use async_trait::async_trait;
use chrono::Utc;
use reqwest::Client;
use tracing::warn;

use crate::{config::AppConfig, error::AppError, models::trip::NewImage};

/// Binary-attachment side of the trip lifecycle: a named bucket reachable
/// over HTTP, addressed by `{owner_id}/{unix_millis}-{file_name}` paths.
#[async_trait]
pub trait ObjectStore: Send + Sync {
    /// Uploads the files one at a time, in input order, and returns one
    /// public URL per file. Aborts on the first failed upload; files stored
    /// before the failure are not rolled back.
    async fn upload(&self, files: &[NewImage], owner_id: &str) -> Result<Vec<String>, AppError>;
    /// Removes the objects behind the given public URLs. No backend call at
    /// all for an empty slice.
    async fn remove(&self, urls: &[String]) -> Result<(), AppError>;
}

#[derive(Clone)]
pub struct HttpObjectStore {
    client: Client,
    base_url: String,
    bucket: String,
    api_key: String,
}

impl HttpObjectStore {
    pub fn new(config: &AppConfig) -> Self {
        Self {
            client: Client::new(),
            base_url: config.object_store_url.trim_end_matches('/').to_string(),
            bucket: config.bucket.clone(),
            api_key: config.object_store_key.clone(),
        }
    }

    fn object_url(&self, path: &str) -> String {
        format!("{}/object/{}/{}", self.base_url, self.bucket, path)
    }

    fn public_url(&self, path: &str) -> String {
        format!("{}/object/public/{}/{}", self.base_url, self.bucket, path)
    }

    fn authorize(&self, request: reqwest::RequestBuilder) -> reqwest::RequestBuilder {
        if self.api_key.is_empty() {
            request
        } else {
            request.bearer_auth(&self.api_key)
        }
    }
}

/// Maps a public URL back to its storage path by stripping everything up to
/// and including the bucket segment. `None` when the URL never mentions the
/// bucket.
pub fn object_path<'a>(url: &'a str, bucket: &str) -> Option<&'a str> {
    let marker = format!("{bucket}/");
    url.split_once(marker.as_str())
        .map(|(_, path)| path)
        .filter(|path| !path.is_empty())
}

#[async_trait]
impl ObjectStore for HttpObjectStore {
    async fn upload(&self, files: &[NewImage], owner_id: &str) -> Result<Vec<String>, AppError> {
        let mut urls = Vec::with_capacity(files.len());

        for file in files {
            let path = format!(
                "{owner_id}/{}-{}",
                Utc::now().timestamp_millis(),
                file.file_name
            );
            let response = self
                .authorize(self.client.post(self.object_url(&path)))
                .header(reqwest::header::CONTENT_TYPE, &file.content_type)
                .body(file.bytes.clone())
                .send()
                .await
                .map_err(|err| AppError::Storage(format!("upload of {path} failed: {err}")))?;

            if !response.status().is_success() {
                return Err(AppError::Storage(format!(
                    "upload of {path} rejected: {}",
                    response.status()
                )));
            }

            urls.push(self.public_url(&path));
        }

        Ok(urls)
    }

    async fn remove(&self, urls: &[String]) -> Result<(), AppError> {
        if urls.is_empty() {
            return Ok(());
        }

        let mut paths = Vec::with_capacity(urls.len());
        for url in urls {
            match object_path(url, &self.bucket) {
                Some(path) => paths.push(path.to_string()),
                // A URL from outside our bucket cannot be mapped to a path;
                // skip it rather than handing the backend garbage.
                None => warn!(%url, "skipping removal of URL outside bucket"),
            }
        }
        if paths.is_empty() {
            return Ok(());
        }

        let response = self
            .authorize(
                self.client
                    .delete(format!("{}/object/{}", self.base_url, self.bucket)),
            )
            .json(&serde_json::json!({ "prefixes": paths }))
            .send()
            .await
            .map_err(|err| AppError::Storage(format!("image removal failed: {err}")))?;

        if !response.status().is_success() {
            return Err(AppError::Storage(format!(
                "image removal rejected: {}",
                response.status()
            )));
        }

        Ok(())
    }
}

——————————

[Exercise] Copy out only the lines running from the beginning of the data to the line with "pub trait ObjectStore: Send", both ends included.

[Answer section]
use async_trait::async_trait;
use chrono::Utc;
use reqwest::Client;
use tracing::warn;

use crate::{config::AppConfig, error::AppError, models::trip::NewImage};

/// Binary-attachment side of the trip lifecycle: a named bucket reachable
/// over HTTP, addressed by `{owner_id}/{unix_millis}-{file_name}` paths.
#[async_trait]
pub trait ObjectStore: Send + Sync {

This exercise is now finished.